Sean is a Founding Partner at Triad Real Estate Partners. He has close to 15 years of experience selling investment real estate, both in Chicago and throughout the country. Before starting Triad, Sean was a Senior Associate at Marcus & Millichap. As a Director of its National Multi Housing Group, he concentrated his efforts on selling apartment properties on the north side of Chicago and in several tertiary markets throughout The Midwest. He has also serviced his clients by diversifying their real estate investment portfolios and helping facilitate their 1031 Exchanges into other product types, including Single-Tenant and Multi-Tenant Retail, Office, and Industrial Investments. Sean and his two partners at Triad, Shaun Buss and Ryan Tobias, have brokered the sale of more than $850 million of investment property, in over 175 transactions, including 4,000+ apartment and student housing units.

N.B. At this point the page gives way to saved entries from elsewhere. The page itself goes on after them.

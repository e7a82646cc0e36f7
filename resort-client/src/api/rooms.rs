use shared::models::{Room, RoomCreate, RoomUpdate};
use shared::response::ApiResponse;

use super::{into_data, into_unit};
use crate::ClientResult;
use crate::client::HttpClient;

/// `/rooms` and `/resorts/:id/rooms`
pub struct RoomsApi<'a, C> {
    http: &'a C,
}

impl<'a, C: HttpClient> RoomsApi<'a, C> {
    pub(crate) fn new(http: &'a C) -> Self {
        Self { http }
    }

    pub async fn list_by_resort(&self, resort_id: i64) -> ClientResult<Vec<Room>> {
        let resp: ApiResponse<Vec<Room>> =
            self.http.get(&format!("resorts/{}/rooms", resort_id)).await?;
        into_data(resp, "rooms")
    }

    /// Number of rooms at a resort
    pub async fn room_count(&self, resort_id: i64) -> ClientResult<u32> {
        let rooms = self.list_by_resort(resort_id).await?;
        u32::try_from(rooms.len())
            .map_err(|_| crate::ClientError::InvalidResponse("Room count overflow".into()))
    }

    pub async fn get(&self, id: i64) -> ClientResult<Room> {
        let resp: ApiResponse<Room> = self.http.get(&format!("rooms/{}", id)).await?;
        into_data(resp, "room")
    }

    pub async fn create(&self, data: &RoomCreate) -> ClientResult<Room> {
        let resp: ApiResponse<Room> = self.http.post("rooms", data).await?;
        into_data(resp, "room")
    }

    pub async fn update(&self, id: i64, data: &RoomUpdate) -> ClientResult<Room> {
        let resp: ApiResponse<Room> = self.http.put(&format!("rooms/{}", id), data).await?;
        into_data(resp, "room")
    }

    pub async fn delete(&self, id: i64) -> ClientResult<()> {
        let resp = self.http.delete(&format!("rooms/{}", id)).await?;
        into_unit(resp)
    }
}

LD: What career path did you want to take when you were in college?
SL: Funny story. I was an English Major in college and had no clear path on what I wanted to do when I graduated. My senior year I was at a football tailgate at Boston College and my good friend’s Dad asked me what I was going to do after school. He owned a large beer distributor in Davenport, IA and he was a great guy who everyone loved. I said I was still debating it and he told point blank that whatever it was, I needed to be in a Sales role in some capacity. I didn’t even know that “Sales” was a career at the time so I started looking into it and I have been selling ever since.

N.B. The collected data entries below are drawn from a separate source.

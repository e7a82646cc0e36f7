//! Room Model

use serde::{Deserialize, Serialize};

/// Coarse room flag kept by the backend.
///
/// Per-meal occupancy is derived from check-in records, not from this flag.
#[derive(Debug, Clone, Copy, PartialEq, Eq, Default, Serialize, Deserialize)]
#[serde(rename_all = "lowercase")]
pub enum RoomStatus {
    #[default]
    Available,
    Occupied,
}

/// Room entity
///
/// `room_number` is unique within a resort only.
#[derive(Debug, Clone, PartialEq, Serialize, Deserialize)]
pub struct Room {
    pub id: i64,
    pub resort_id: i64,
    pub room_number: String,
    #[serde(default)]
    pub status: RoomStatus,
}

/// Create room payload
#[derive(Debug, Clone, Serialize, Deserialize)]
pub struct RoomCreate {
    pub resort_id: i64,
    pub room_number: String,
}

/// Update room payload
#[derive(Debug, Clone, Default, Serialize, Deserialize)]
pub struct RoomUpdate {
    #[serde(skip_serializing_if = "Option::is_none")]
    pub room_number: Option<String>,
    #[serde(skip_serializing_if = "Option::is_none")]
    pub status: Option<RoomStatus>,
}

/// Per-room entry of `GET /checkins/room-status`
#[derive(Debug, Clone, PartialEq, Serialize, Deserialize)]
pub struct RoomCheckInStatus {
    pub room_id: i64,
    #[serde(default)]
    pub room_number: Option<String>,
    pub checked_in: bool,
}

LD: Triad Real Estate Partners has had a strong continual grow in success since its formation. Can you tell us a little bit about your niche and what sets your firm apart from other commercial real estate brokerage companies?
SL: Triad’s niche has always been brokering the sale of multifamily, student housing and LIHTC properties in the secondary and tertiary markets throughout The Midwest. Our business model is built around finding higher cap rate, higher yield deals and selling them to out of market buyers who are in search of better returns. We cover about 45 smaller markets and college towns throughout The Midwest and most of them are a day’s drive from Chicago. There are not many brokerage companies with both regional and national reach who target these markets specifically so that gives us a unique advantage over our competition when you look at our track record.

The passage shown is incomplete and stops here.